I was wondering how the diff information was visualized. I want to finally make the colored difference information in pdf format.
When I looked it up in various ways, I wondered if python-docx could be used, and evaluated it. I will summarize it in. I thought about MarkDown, but the disposition of a bad engineer that the detailed layout and appearance can be corrected with the GUI of Word if it is a method of generating docx made me choose this method (bitter smile). If you can create Word, you can create PDF.
I hope it will be helpful for those who want to create a Word template based on the results of various analyzes with Python.
This time, we confirmed the following functions.
Originally, it would be smooth if it was done with Python on Windows, but this time, due to various circumstances, we confirmed the operation in the following environment. No, like diff, I wanted to process the data that was messed up on cygwin, so it became this environment.
When using Cygwin, check the character code of all python files in UTF-8 format and line breaks in \ n only format.
Also, for ** MS-DOS prompt **, the line break is \ r \ n and the character code is SJIS. Also in this chapter
# -*- coding: utf-8 -*-
A certain description
# -*- coding: shift-jis -*-
If so, it should be cool.
Python is already included.
Installation is described here [https://python-docx.readthedocs.io/en/latest/user/install.html#install). The conditions are as follows.
You can usually do it with pip install python-docx, maybe. The MS-DOS prompt version went smoothly in my environment as well.
First of all, although it is the above condition, the following libraries must be installed on Cygwin. If these are not included, an error will appear as if there is no header, so enter them. ** May not be included as standard. ** **
Furthermore, if you have python in both Windows and Cygwin like me, you need to be careful, and if you pip install, it will be in Windows depending on the path setting and so on. So, I installed it by the following method.
Click here to set up Cygwin (http://qiita.com/GDaigo/items/a80003684fc6ab7505fd#%E3%82%BB%E3%83%83%E3%83%88%E3%82%A2%E3%83] % 83% E3% 83% 97) may also be helpful
easy_install-2.7 python-docx
Below is a description of the head family.
https://python-docx.readthedocs.io/en/latest/index.html
The tutorial should be easy to understand. However, it is quite difficult to find what you want to do. In my case, I had a lot of trouble with the character modification system, but the relationship was summarized below.

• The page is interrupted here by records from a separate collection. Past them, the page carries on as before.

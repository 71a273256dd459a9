//! Scene-space geometry.
//!
//! Scene space is measured in units with the origin at the frame centre and
//! `y` pointing up. The frame is always 8 units tall; its width follows the
//! output aspect ratio.

use serde::{Deserialize, Serialize};
use std::ops::{Add, Mul, Neg, Sub};

pub const FRAME_HEIGHT: f32 = 8.0;

#[derive(Debug, Clone, Copy, PartialEq, Default, Serialize, Deserialize)]
pub struct Point {
    pub x: f32,
    pub y: f32,
}

impl Point {
    pub const fn new(x: f32, y: f32) -> Self {
        Self { x, y }
    }
}

impl Add for Point {
    type Output = Point;

    fn add(self, rhs: Point) -> Point {
        Point::new(self.x + rhs.x, self.y + rhs.y)
    }
}

impl Sub for Point {
    type Output = Point;

    fn sub(self, rhs: Point) -> Point {
        Point::new(self.x - rhs.x, self.y - rhs.y)
    }
}

impl Mul<f32> for Point {
    type Output = Point;

    fn mul(self, rhs: f32) -> Point {
        Point::new(self.x * rhs, self.y * rhs)
    }
}

impl Neg for Point {
    type Output = Point;

    fn neg(self) -> Point {
        Point::new(-self.x, -self.y)
    }
}

pub const ORIGIN: Point = Point::new(0.0, 0.0);
pub const UP: Point = Point::new(0.0, 1.0);
pub const DOWN: Point = Point::new(0.0, -1.0);
pub const LEFT: Point = Point::new(-1.0, 0.0);
pub const RIGHT: Point = Point::new(1.0, 0.0);

/// Axis-aligned bounding box
#[derive(Debug, Clone, Copy, PartialEq, Default, Serialize, Deserialize)]
pub struct Bounds {
    pub center: Point,
    pub width: f32,
    pub height: f32,
}

impl Bounds {
    pub fn new(center: Point, width: f32, height: f32) -> Self {
        Self {
            center,
            width,
            height,
        }
    }

    pub fn from_corners(min: Point, max: Point) -> Self {
        Self {
            center: Point::new((min.x + max.x) / 2.0, (min.y + max.y) / 2.0),
            width: (max.x - min.x).abs(),
            height: (max.y - min.y).abs(),
        }
    }

    pub fn left(&self) -> f32 {
        self.center.x - self.width / 2.0
    }

    pub fn right(&self) -> f32 {
        self.center.x + self.width / 2.0
    }

    pub fn top(&self) -> f32 {
        self.center.y + self.height / 2.0
    }

    pub fn bottom(&self) -> f32 {
        self.center.y - self.height / 2.0
    }

    /// Critical point of the box in direction `dir` (an edge midpoint or corner)
    pub fn edge(&self, dir: Point) -> Point {
        Point::new(
            self.center.x + dir.x.signum_or_zero() * self.width / 2.0,
            self.center.y + dir.y.signum_or_zero() * self.height / 2.0,
        )
    }

    pub fn shifted(self, delta: Point) -> Self {
        Self {
            center: self.center + delta,
            ..self
        }
    }

    /// Scale about `about`
    pub fn scaled(self, factor: f32, about: Point) -> Self {
        Self {
            center: about + (self.center - about) * factor,
            width: self.width * factor,
            height: self.height * factor,
        }
    }

    pub fn padded(self, pad: f32) -> Self {
        Self {
            width: self.width + 2.0 * pad,
            height: self.height + 2.0 * pad,
            ..self
        }
    }

    pub fn union(self, other: Bounds) -> Self {
        Self::from_corners(
            Point::new(self.left().min(other.left()), self.bottom().min(other.bottom())),
            Point::new(self.right().max(other.right()), self.top().max(other.top())),
        )
    }

    pub fn contains(&self, p: Point) -> bool {
        p.x >= self.left() && p.x <= self.right() && p.y >= self.bottom() && p.y <= self.top()
    }

    /// Union of every box in `boxes`, `None` when empty
    pub fn enclosing<I: IntoIterator<Item = Bounds>>(boxes: I) -> Option<Bounds> {
        boxes.into_iter().reduce(Bounds::union)
    }
}

trait SignumOrZero {
    fn signum_or_zero(self) -> f32;
}

impl SignumOrZero for f32 {
    fn signum_or_zero(self) -> f32 {
        if self > 0.0 {
            1.0
        } else if self < 0.0 {
            -1.0
        } else {
            0.0
        }
    }
}

/// Visible region of the scene
#[derive(Debug, Clone, Copy, PartialEq, Serialize, Deserialize)]
pub struct Frame {
    pub width: f32,
    pub height: f32,
}

impl Default for Frame {
    fn default() -> Self {
        Self::for_resolution(1920, 1080)
    }
}

impl Frame {
    pub fn for_resolution(pixel_width: u32, pixel_height: u32) -> Self {
        let aspect = if pixel_height == 0 {
            16.0 / 9.0
        } else {
            pixel_width as f32 / pixel_height as f32
        };
        Self {
            width: FRAME_HEIGHT * aspect,
            height: FRAME_HEIGHT,
        }
    }

    pub fn bounds(&self) -> Bounds {
        Bounds::new(ORIGIN, self.width, self.height)
    }

    /// Shift that moves `bounds` flush against the frame edge in `dir`, `buff` units inside.
    /// Only the axes named by `dir` move.
    pub fn to_edge_delta(&self, bounds: &Bounds, dir: Point, buff: f32) -> Point {
        let target = self.bounds().edge(dir);
        let current = bounds.edge(dir);
        let mask = Point::new(dir.x.signum_or_zero().abs(), dir.y.signum_or_zero().abs());
        let raw = target - current - Point::new(dir.x.signum_or_zero(), dir.y.signum_or_zero()) * buff;
        Point::new(raw.x * mask.x, raw.y * mask.y)
    }
}

/// Shift that places `bounds` beside `anchor` in `dir` with a gap of `buff`,
/// centred on the other axis.
pub fn next_to_delta(bounds: &Bounds, anchor: &Bounds, dir: Point, buff: f32) -> Point {
    let dir = Point::new(dir.x.signum_or_zero(), dir.y.signum_or_zero());
    let target = anchor.edge(dir) + dir * buff;
    target - bounds.edge(-dir)
}

#[cfg(test)]
mod tests {
    use super::*;

    fn approx(a: f32, b: f32) -> bool {
        (a - b).abs() < 1e-4
    }

    #[test]
    fn test_frame_for_resolution() {
        let frame = Frame::for_resolution(1920, 1080);
        assert!(approx(frame.height, 8.0));
        assert!(approx(frame.width, 14.2222));

        let frame = Frame::for_resolution(100, 0);
        assert!(approx(frame.width, 8.0 * 16.0 / 9.0));
    }

    #[test]
    fn test_edges() {
        let b = Bounds::new(Point::new(1.0, 1.0), 2.0, 4.0);
        assert_eq!(b.edge(UP), Point::new(1.0, 3.0));
        assert_eq!(b.edge(DOWN), Point::new(1.0, -1.0));
        assert_eq!(b.edge(LEFT), Point::new(0.0, 1.0));
        assert_eq!(b.edge(UP + RIGHT), Point::new(2.0, 3.0));
    }

    #[test]
    fn test_to_edge_moves_only_named_axis() {
        let frame = Frame::for_resolution(1920, 1080);
        let b = Bounds::new(Point::new(2.0, 0.0), 4.0, 1.0);
        let delta = frame.to_edge_delta(&b, UP, 0.5);
        let moved = b.shifted(delta);
        assert!(approx(moved.top(), 3.5));
        assert!(approx(moved.center.x, 2.0));
    }

    #[test]
    fn test_next_to_below() {
        let anchor = Bounds::new(Point::new(0.0, 1.0), 6.0, 2.0);
        let b = Bounds::new(Point::new(3.0, 3.0), 2.0, 1.0);
        let moved = b.shifted(next_to_delta(&b, &anchor, DOWN, 0.3));
        assert!(approx(moved.top(), -0.3));
        assert!(approx(moved.center.x, 0.0));
    }

    #[test]
    fn test_scale_about_point() {
        let b = Bounds::new(Point::new(2.0, 0.0), 2.0, 2.0);
        let s = b.scaled(0.5, ORIGIN);
        assert_eq!(s.center, Point::new(1.0, 0.0));
        assert!(approx(s.width, 1.0));
    }

    #[test]
    fn test_enclosing() {
        assert!(Bounds::enclosing(Vec::new()).is_none());
        let u = Bounds::enclosing(vec![
            Bounds::new(Point::new(0.0, 0.0), 2.0, 2.0),
            Bounds::new(Point::new(4.0, 0.0), 2.0, 2.0),
        ])
        .unwrap();
        assert!(approx(u.left(), -1.0));
        assert!(approx(u.right(), 5.0));
        assert!(u.contains(Point::new(2.0, 0.5)));
    }
}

http://python-docx.readthedocs.io/en/latest/user/text.html
It is troublesome to explain the specifications of the library in detail, so I tried to express it in the code below.
#!/usr/bin/env python
# -*- coding: utf-8 -*-
#
# SimpleDocService
# python-We provide a simple service related to dox.
#Well, it's the code to understand the docx library.
#
from docx import Document
from docx.shared import RGBColor
from docx.shared import Inches
from docx.shared import Pt
class SimpleDocxService:
def __init__(self):
self.document = Document()
self.latest_run = None
def set_normal_font(self, name, size):
#Font settings
font = self.document.styles['Normal'].font
font.name = name
font.size = Pt(size)
def add_head(self, text, lv):
#Heading settings
self.document.add_heading(text, level=lv)
def open_text(self):
#Start adding text
self.paragraph = self.document.add_paragraph()
def close_text(self):
#Text addition finished
return #Currently no processing
def get_unicode_text(self, text, src_code):
# python-Convert to unicode for docx
return unicode(text, src_code)
def adjust_return_code(self, text):
#If you add the data of the text file as it is, a line break will occur.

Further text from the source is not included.